Sunday, January 4, 2009

Car trouble

I'm driving down a mountain road and hit an icy patch. The car skids out of control, and I'm headed for certain doom. I know I am going to die. With my final fate racing towards me, I scream out "Help me, Jesus!" like any good atheist would do. The car suddenly rights itself. I'm going to live. I breath out a sigh of relief. I look over to the passenger side, and there's Jesus, sitting shotgun.

Oh, crap.

I know he’s going to want something in return, like for me to go help the blind in Calcutta. I give him $5 and let him out at the next gas station. I don’t have time for a holy crusade.

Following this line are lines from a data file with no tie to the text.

impl<E: ExecutionLayer, S: Sender, P: SyncPeerClient> Coordinator<E, S, P> {
  #[allow(clippy::too_many_arguments)]
  pub fn new(
    execution: Arc<E>,
    overlay: Overlay,
    sender: Arc<S>,
    mempool: Arc<dyn Mempool>,
    trie: Arc<dyn TrieReader>,
    sync_peer: Arc<P>,
    verifier: Arc<dyn ProofVerifier>,
    precompiles: Arc<dyn PrecompileRegistry>,
    config: Config,
    metrics: Metrics,
  ) -> Self {
    let cache = ChainCache::new(
      Arc::clone(&execution),
      precompiles,
      config.accepted_cache_size,
      config.unverified_cache_size,
      config.missing_cache_size,
    );
    let sync_server = SyncServer::new(
      Arc::clone(&execution),
      trie,
      config.state_sync_commit_interval,
      1024,
      config.parents_to_get,
    );
    let sync_client = Arc::new(SyncClient::new(
      overlay.clone(),
      sync_peer,
      verifier,
      config.state_sync_min_blocks,
      config.parents_to_get,
      config.state_sync_skip_resume,
    ));
    let throttle = Arc::new(Throttle::new(
      config.tx_gossip_throttling_period,
      config.tx_gossip_throttling_limit,
    ));
    Self {
      execution,
      overlay,
      sender,
      inbound_gossip: InboundGossipHandler::new(Arc::clone(&mempool)),
      mempool,
      config,
      metrics,
      cache,
      validators: Arc::new(parking_lot::RwLock::new(ValidatorSet::new(vec![], vec![]))),
      throttle,
      router: RwLock::new(Router::new()),
      sync_server,
      sync_client,
      state: RwLock::new(VmState::StateSyncing),
      running: RwLock::new(None),
    }
  }

  /// Reads the persisted last-accepted pointer, falling back to the
  /// genesis hash on a first run and persisting it.
  pub fn initialize(&self, genesis: &Header) -> Result<()> {
    let genesis_hash = genesis.hash();
    match self.overlay.last_accepted()? {
      Some(hash) => self.cache.set_last_accepted(hash),
      None => {
        self.overlay.set_last_accepted_direct(&genesis_hash)?;
        self.cache.set_last_accepted(genesis_hash);
      }
    }
    info!(last_accepted = %self.cache.last_accepted().expect("set above"), "vm initialized");
    Ok(())
  }

  pub fn last_accepted(&self) -> Option<Hash> {
    self.cache.last_accepted()
  }

  pub fn state(&self) -> VmState {
    *self.state.read()
  }

  /// `NormalOp` is idempotent; the other two transitions always run their
  /// side effects, since the host may re-signal `StateSyncing` after a
  /// failed sync attempt.
  pub fn set_state(&self, new_state: VmState) -> Result<()> {
    match new_state {
      VmState::StateSyncing => {
        self.stop_normal_op();
      }
      VmState::Bootstrapping => {
        // a previous partial sync must not be re-entered once direct
        // history processing begins.
        self.sync_client.clear_resumed_summary()?;
      }
      VmState::NormalOp => {
        if *self.state.read() == VmState::NormalOp {
          debug!("set_state(NormalOp) is a no-op, already running");
          return Ok(());
        }
        self.start_normal_op();
      }
    }
    *self.state.write() = new_state;
    info!(?new_state, "vm state transition");
    Ok(())
  }

  fn start_normal_op(&self) {
    if self.running.read().is_some() {
      return;
    }
    let builder = Arc::new(BlockBuilder::new(
      Arc::clone(&self.mempool),
      self.config.min_block_building_retry_delay,
      GasFilter::default(),
    ));
    let push = Arc::new(PushGossiper::new(
      Arc::clone(&self.mempool),
      Arc::clone(&self.sender),
      self.config.push_gossip_num_validators,
      self.config.push_gossip_num_peers,
      self.config.push_gossip_percent_stake,
    ));
    let pull = Arc::new(PullGossiper::new(
      Arc::clone(&self.mempool),
      Arc::clone(&self.sender),
      BloomParams::default(),
    ));
    self.router.write().register(
      HandlerId::TxGossip,
      Box::new(TxGossipHandler::new(
        Arc::clone(&pull),
        Arc::clone(&self.throttle),
        Arc::clone(&self.validators),
      )),
    );
    let (cancel_tx, cancel_rx) = watch::channel(false);
    let push_task = tokio::spawn(Arc::clone(&push).run(
      Arc::clone(&self.validators),
      self.config.push_gossip_frequency,
      cancel_rx.clone(),
    ));
    let pull_task = tokio::spawn(Arc::clone(&pull).run(
      Arc::clone(&self.validators),
      self.config.pull_gossip_frequency,
      cancel_rx,
    ));
    *self.running.write() = Some(Running {
      builder,
      push,
      pull,
      cancel: cancel_tx,
      push_task,
      pull_task,
    });
  }

  fn stop_normal_op(&self) {
    if let Some(running) = self.running.write().take() {
      running.builder.cancel();
      let _ = running.cancel.send(true);
      running.push_task.abort();
      running.pull_task.abort();
    }
  }

  /// Builds a new block on top of the current head. Only callable in
  /// `NormalOp`.
  pub fn build_block(&self, transactions: Vec<Vec<u8>>, timestamp: u64) -> Result<Arc<Wrapper<E>>> {
    if *self.state.read() != VmState::NormalOp {
      return Err(Error::Invariant("build_block called outside NormalOp".into()));
    }
    let wrapper = self.cache.build_block(transactions, timestamp)?;
    if let Some(running) = self.running.read().as_ref() {
      running.builder.handle_generate_block();
    }
    self.metrics.incr("blocks_built");
    Ok(wrapper)
  }

  /// Blocks until the mempool has pending work under backpressure, or
  /// until the builder is cancelled.
  pub async fn wait_for_event(&self) -> Result<BuildEvent> {
    let builder = {
      let guard = self.running.read();
      match guard.as_ref() {
        Some(r) => Arc::clone(&r.builder),
        None => {
          return Err(Error::Invariant(
            "wait_for_event called outside NormalOp".into(),
          ))
        }
      }
    };
    Ok(builder.wait_for_event().await)
  }

  /// The local-submission path the push gossiper's loopback-suppression
  /// assumes exists: adds `txs` to the mempool and, for each one newly
  /// admitted, marks it eligible for the next push cycle. Transactions
  /// that arrive via gossip instead go through `app_gossip` and are never
  /// recorded here, so they are never pushed back out to their sender.
  pub fn submit_local_tx(&self, txs: Vec<crate::mempool::MempoolEntry>) -> Vec<Hash> {
    let added = self.mempool.add(txs);
    if let Some(running) = self.running.read().as_ref() {
      for id in &added {
        running.push.record_local(*id);
      }
    }
    added
  }

  pub fn parse_block(&self, bytes: &[u8]) -> Result<Arc<Wrapper<E>>> {
    Ok(self.cache.parse_block(bytes)?)
  }

  pub fn get_block(&self, id: &Hash) -> Result<Arc<Wrapper<E>>> {
    Ok(self.cache.get_block(id)?)
  }

  pub fn get_block_id_at_height(&self, height: u64) -> Result<Hash> {
    Ok(self.cache.get_block_id_at_height(height)?)
  }

  /// Forwards the host's `SetPreference` signal to the execution layer's
  /// own canonical head pointer. A failure here means the host named a
  /// block this VM core has never verified -- logged rather than
  /// propagated, since `SetPreference` has no error return in the host
  /// contract.
  pub fn set_preference(&self, id: Hash) {
    if let Err(e) = self.execution.set_preference(&id) {
      warn!(%id, error = %e, "set_preference failed");
    }
  }

  /// Verifies and accepts `wrapper`, moving it into the decided tier and
  /// advancing the last-accepted pointer atomically. Accept is legal only
  /// when the parent is itself accepted; a parent that is missing or sits
  /// in any other state is a fatal invariant violation, since the host is
  /// expected to deliver accepts in topological order.
  pub fn accept_block(&self, wrapper: &Arc<Wrapper<E>>) -> Result<()> {
    if wrapper.height() > 0 {
      // hosts deliver accepts in topological order on a single canonical
      // chain, so the parent being accepted means it is exactly the
      // current last-accepted block -- anything else is a host ordering
      // bug or a fork this VM core does not support.
      let parent_accepted = match self.cache.last_accepted() {
        Some(last) => last == wrapper.parent_id(),
        None => false,
      };
      if !parent_accepted {
        match self.cache.get_block(&wrapper.parent_id()) {
          Ok(parent) => Error::fatal(format!(
            "accept_block({}): parent {} is in state {:?}, not the current last-accepted block",
            wrapper.id(),
            parent.id(),
            parent.decision()
          )),
          Err(_) => Error::fatal(format!(
            "accept_block({}): parent {} is unknown",
            wrapper.id(),
            wrapper.parent_id()
          )),
        }
      }
    }
    wrapper.accept()?;
    self.cache.finalize_decision(wrapper);
    let mut batch = WriteBatch::new();
    batch.put_root(LAST_ACCEPTED_KEY, wrapper.id().as_bytes());
    self.overlay.commit(batch)?;
    self.metrics.incr("blocks_accepted");
    Ok(())
  }

  pub fn reject_block(&self, wrapper: &Arc<Wrapper<E>>) -> Result<()> {
    wrapper.reject()?;
    self.cache.finalize_decision(wrapper);
    self.metrics.incr("blocks_rejected");
    Ok(())
  }

  /// Drives a full state sync against `summary`. Only meaningful while
  /// `StateSyncing`; the caller transitions to `Bootstrapping` afterward.
  pub async fn accept_state_sync(&self, summary: Summary) -> Result<SyncMode> {
    if *self.state.read() != VmState::StateSyncing {
      return Err(Error::Invariant(
        "accept_state_sync called outside StateSyncing".into(),
      ));
    }
    let local_height = self.execution.canonical_head().map(|h| h.height).unwrap_or(0);
    let mode = self
      .sync_client
      .accept(summary, local_height)
      .await
      .map_err(crate::sync::SyncError::Client)?;
    if mode != SyncMode::Skipped {
      self.cache.set_last_accepted(summary.block_hash);
      self.metrics.incr("state_syncs_completed");
    }
    Ok(mode)
  }

  pub fn sync_server(&self) -> &SyncServer<E> {
    &self.sync_server
  }

  /// Ingests an RLP block stream and advances the last-accepted pointer
  /// to the final imported height.
  pub fn import_chain(&self, raw: &[u8], gzip: bool) -> Result<ImportSummary> {
    let importer = ChainImporter::new(
      &*self.execution,
      &self.overlay,
      self.config.import_batch_size,
      self.config.commit_interval,
    );
    let summary = importer.import(raw, gzip)?;
    if let Some(head) = self.execution.canonical_head() {
      self.cache.set_last_accepted(head.hash());
    }
    self.metrics.incr_by("blocks_imported", summary.blocks_imported);
    Ok(summary)
  }

  pub fn export_chain(&self, first: u64, last: u64, gzip: bool) -> Result<Vec<u8>> {
    let exporter = ChainExporter::new(&*self.execution);
    Ok(exporter.export(first, last, gzip)?)
  }

  pub fn register_handler(&self, id: HandlerId, handler: Box<dyn RequestHandler>) {
    self.router.write().register(id, handler);
  }

  /// Decodes the leading handler-id tag and dispatches through the
  /// router, guaranteeing exactly one response.
  pub async fn app_request(
    &self,
    from: NodeId,
    request_id: RequestId,
    payload: Vec<u8>,
    deadline: Option<Instant>,
  ) {
    let (handler_id, body) = match Router::decode_handler_id(&payload) {
      Ok(v) => v,
      Err(e) => {
        self.sender.send_app_error(from, request_id, 1, e.to_string()).await;
        return;
      }
    };
    let request = InboundRequest { from, request_id, handler: handler_id, body: body.to_vec(), deadline };
    let result = self.router.read().dispatch(&request);
    match result {
      Ok(response) => self.sender.send_app_response(from, request_id, response).await,
      Err(e) => self.sender.send_app_error(from, request_id, 2, e.to_string()).await,
    }
  }

  /// The only generic response path this crate defines is the tx-gossip
  /// pull reply; state-sync fetches are driven through the dedicated
  /// `SyncPeerClient`/`TrieReader` seams instead of this router.
  pub fn app_response(&self, _from: NodeId, _request_id: RequestId, payload: Vec<u8>) {
    self.inbound_gossip.handle_pull_response(&payload);
  }

  pub fn app_gossip(&self, payload: &[u8]) {
    self.inbound_gossip.handle_gossip(payload);
  }

  pub fn app_request_failed(&self, from: NodeId, request_id: RequestId) {
    warn!(?from, ?request_id, "app request failed");
  }

  /// Replaces the externally-provided validator set. This crate treats
  /// the set as read-only and never derives it from
  /// `Connected`/`Disconnected` itself.
  pub fn set_validators(&self, validators: ValidatorSet) {
    *self.validators.write() = validators;
  }

  pub fn connected(&self, node: NodeId) {
    debug!(?node, "peer connected");
  }

  pub fn disconnected(&self, node: NodeId) {
    debug!(?node, "peer disconnected");
  }

  /// Cancels the gossip loops, stops the sync client, and flushes the
  /// overlay. Idempotent, including when called while a state sync is
  /// still in flight.
  pub fn shutdown(&self) -> Result<()> {
    self.sync_client.shutdown();
    self.stop_normal_op();
    self.overlay.sync()?;
    info!("vm shutdown complete");
    Ok(())
  }
}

I have too much to do. Rock of Love 3 ain't going to watch itself.

7 comments:

Cary said...

I think you gave him more than most people do for saving their lives. Good work and hope you enjoyed the mess that was ROL 3.

Will said...

I'm pulling for Beverly. She's hometown and seems the least insane.

Cary said...

I was also shocked by Taya, the penthouse pet who seems to be less insane than anyone else.

mmyers said...

I start any prayer with, "Um, I know I don't really, um, 'speak' with you often and if I do it's because I need something but..." This probably means that my dying words will be a weak apology for not keeping in touch and I won't even be able to get out "Please save me!" in time.

Will said...

Homer's "Jesus, Allah, Buddha, I love you all!" usually does the trick for me.

Andrew S. said...

I like to tell God he's done well when I see a pretty lady, or at least give a knowing wink to the Heavens when a girl hugs me. That way, he can't say he was unappreciated.

Will said...

I do the same thing, only I thank Satan.